Project presentation slides

  • 1. College Scorecard Predicting Earnings To Debt Ratio Emdadul Haque and Derek Atwood
  • 2. Data Description College Scorecard data: https://www.kaggle.com/kaggle/college-scorecard ● Data collected from 1996 - 2013 ● 2009 dataset chosen for completeness and recency ● 7149 observations / 1484 features ● Each observation corresponds to a unique College ● Features related to demographics, cost of attendance, proportion of students receiving financial aid, earnings multiple years after matriculation, etc
  • 3. Data Description ● Lots of missing data! ● Some information not reported by specific Colleges ● Some information suppressed for privacy
  • 4. Data Processing ● Variables with >15% of observations missing were removed ● Response variable created as a ratio of median earnings six years after matriculation vs. median debt ● For each variable, missing values were replaced with the median of non-missing values ● Highly correlated and low variance variables were removed
  • 5. Data Processing ● Outliers diagnosed and removed (~0.5% of response variable)

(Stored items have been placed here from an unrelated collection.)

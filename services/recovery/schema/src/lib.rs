//! sea-orm entities owned by the recovery service.

pub mod audit_entries;
pub mod causing_events;
pub mod event_headers;
pub mod failure_groups;
pub mod failure_records;
pub mod scheduled_retries;
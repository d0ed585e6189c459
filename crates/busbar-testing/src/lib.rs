//! Test utilities for busbar services.
//!
//! Failure-report fixtures and framed-payload builders. Import in
//! `#[cfg(test)]` blocks only — never in production code.

pub mod payload;
pub mod report;
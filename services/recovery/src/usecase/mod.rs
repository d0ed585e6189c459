pub mod failure;
pub mod group;
pub mod ingest;
pub mod query;
pub mod reactivate;
pub mod replay;
pub mod retry;
pub mod sync;
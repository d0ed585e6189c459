mod helpers;

mod health_test;
mod lifecycle_test;
mod listener_test;
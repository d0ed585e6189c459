//! Shared service plumbing for busbar services.
//!
//! Tracing setup, health handlers, HTTP middleware, and sea-orm helpers.

pub mod health;
pub mod middleware;
pub mod sea_ext;
pub mod tracing;
use tracing::info;

use crate::domain::repository::{BusSender, ReportSource};
use crate::domain::types::OutboundRecord;
use crate::error::RecoveryError;

/// Moves dead-lettered failure reports back onto the report topic.
///
/// Reports end up on the dead-letter topic when they could not be decoded
/// or hit a non-recoverable fault during ingestion. After a fix is
/// deployed an operator drains them back for another pass. Each message is
/// acknowledged only once its republish went through, so a crash mid-drain
/// loses nothing.
pub struct ReactivateDeadLettersUseCase<Src, B>
where
    Src: ReportSource,
    B: BusSender,
{
    pub dead_letters: Src,
    pub bus: B,
    pub report_topic: String,
    pub report_cluster: String,
}

impl<Src, B> ReactivateDeadLettersUseCase<Src, B>
where
    Src: ReportSource,
    B: BusSender,
{
    /// Drain up to `max_records` messages; returns how many moved.
    pub async fn execute(&mut self, max_records: u64) -> Result<u64, RecoveryError> {
        let mut moved = 0u64;
        while moved < max_records {
            let Some(envelope) = self.dead_letters.next().await? else {
                break;
            };
            let outbound = OutboundRecord {
                cluster: self.report_cluster.clone(),
                topic: self.report_topic.clone(),
                key: envelope.key,
                payload: envelope.payload,
                headers: envelope.headers,
                trace: None,
            };
            self.bus.send(&outbound).await?;
            self.dead_letters.ack().await?;
            moved += 1;
        }
        info!(moved, "reactivated dead-lettered reports");
        Ok(moved)
    }
}
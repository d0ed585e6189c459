use busbar_recovery_migration::Migrator;
use sea_orm_migration::prelude::*;

#[tokio::main]
async fn main() {
    cli::run_cli(Migrator).await;
}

  • 6. Analysis ● Originally we intended to use data from 2009 to predict earnings to debt ratio for 2011 ● Predictors with low amounts of missing values in 2009 had large amounts of missing values in 2011, and vice versa ● Final data consisted of 5130 observations and 223 predictors ● 2009 data split into training (70%) and testing (30%) sets
  • 7. Methodology Linear Model: ● Poor performance (negative predicted ratios) Lasso: ● Exploratory lasso model selected ~120-130 variables for various iterations ● Models resulted in MSE of ~0.45 (R2 ~0.65) Principal Component Analysis ● No single predictor explained a significant percentage of variance
  • 8. Random Forest Explained ● Ensemble learning method that aggregates regression trees ● A subset of the total predictors is used to build each tree ● + Handles large numbers of variable without deletion ● + Runs efficiently on large data sets ● + Inherent treating of interactions between variables ● - Loss of interpretability
  • 10. Random Forest Final Model: One-half of the total predictors used per tree Forest of 200 trees MSE of ~0.3 (R2 ~ 0.75)
  • 11.
  • 12. Conclusion ● Missing data provided greatest challenge to building an accurate model ● Data was decidedly unclean - redundant variables, missing factor levels, etc ● Significant amount of data processing required (~¾ of time spent) ● Imputing missing data with median values increased model performance ● The large amount of missing data likely sets an upper bound on the performance of this model, but more data processing, feature engineering, and additional tuning of parameters could result in more robust performance.